Memasuki pukul 09.10 WIB, tekanan jual masih membayangi. IHSG tercatat berada di level 6.179,16 atau melemah sekitar 6,62 poin dari posisi penutupan hari sebelumnya.
Pada awal sesi, nilai transaksi mencapai sekitar Rp115,33 miliar dengan volume perdagangan 277,43 juta saham dalam lebih dari 26 ribu transaksi. Aktivitas perdagangan menunjukkan pasar masih bergerak dinamis meski investor cenderung menahan langkah sambil mencermati perkembangan sentimen global.
Pergerakan saham juga menunjukkan kondisi yang beragam. Sebanyak 205 saham menguat, 97 saham melemah, sedangkan 317 saham bergerak stagnan. Data perdagangan lainnya mencatat 238 saham naik, 163 saham turun, dan 564 saham belum mengalami perubahan harga pada awal sesi.
Tekanan terhadap IHSG terutama datang dari sejumlah sektor utama.

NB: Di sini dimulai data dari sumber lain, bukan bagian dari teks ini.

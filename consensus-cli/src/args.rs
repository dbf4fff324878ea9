//! Command-line argument structs for each protocol subcommand. All four
//! protocols share the same scenario knobs (topology, seed, tick budget);
//! `m` and `decision` only matter to the two that use them.

use clap::Args;
use consensus_sim::TopologyChoice;

#[derive(Debug, Args)]
pub struct RunArgs {
    /// Total node count.
    #[arg(long)]
    pub n: Option<usize>,

    /// Traitor/fault bound. Ignored by 2PC and 3PC.
    #[arg(long)]
    pub m: Option<usize>,

    /// The value the coordinator/commander seeds the run with.
    #[arg(long)]
    pub decision: Option<bool>,

    /// Slot to start as coordinator/commander. Defaults to slot 0.
    #[arg(long)]
    pub coordinator_id: Option<usize>,

    /// "complete-graph" or "ring-with-chords".
    #[arg(long, value_enum)]
    pub topology: Option<TopologyArg>,

    /// Extra chords per node when using ring-with-chords.
    #[arg(long)]
    pub chords: Option<usize>,

    /// Fraction of messages a faulty link drops, in [0, 1).
    #[arg(long)]
    pub drop_rate: Option<f64>,

    /// RNG seed; same seed plus same args reproduces the same run.
    #[arg(long)]
    pub seed: Option<u64>,

    /// Tick budget before a stuck run is reported rather than awaited forever.
    #[arg(long)]
    pub max_ticks: Option<u64>,

    /// Run this many independent seeds concurrently and print one report per run.
    #[arg(long, default_value_t = 1)]
    pub repeat: u32,

    /// Optional TOML file read before CLI flags and CONSENSUS_LAB_* env vars.
    #[arg(long)]
    pub config: Option<String>,
}

#[derive(Debug, Clone, Copy, clap::ValueEnum)]
pub enum TopologyArg {
    CompleteGraph,
    RingWithChords,
}

impl From<TopologyArg> for TopologyChoice {
    fn from(value: TopologyArg) -> Self {
        match value {
            TopologyArg::CompleteGraph => TopologyChoice::CompleteGraph,
            TopologyArg::RingWithChords => TopologyChoice::RingWithChords,
        }
    }
}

IDX Sektor Barang Konsumen Non-Primer menjadi sektor dengan pelemahan terdalam setelah turun sekitar 0,37 persen.
Tekanan juga terlihat pada sektor energi, keuangan, kesehatan, infrastruktur, dan barang baku, yang bergerak di zona negatif pada pembukaan perdagangan.
Di sisi lain, beberapa sektor masih mampu mencatatkan penguatan. IDX Sektor Barang Konsumen Primer memimpin kenaikan dengan penguatan sekitar 0,41 persen, disusul sektor transportasi dan logistik, properti dan real estat, teknologi, serta perindustrian.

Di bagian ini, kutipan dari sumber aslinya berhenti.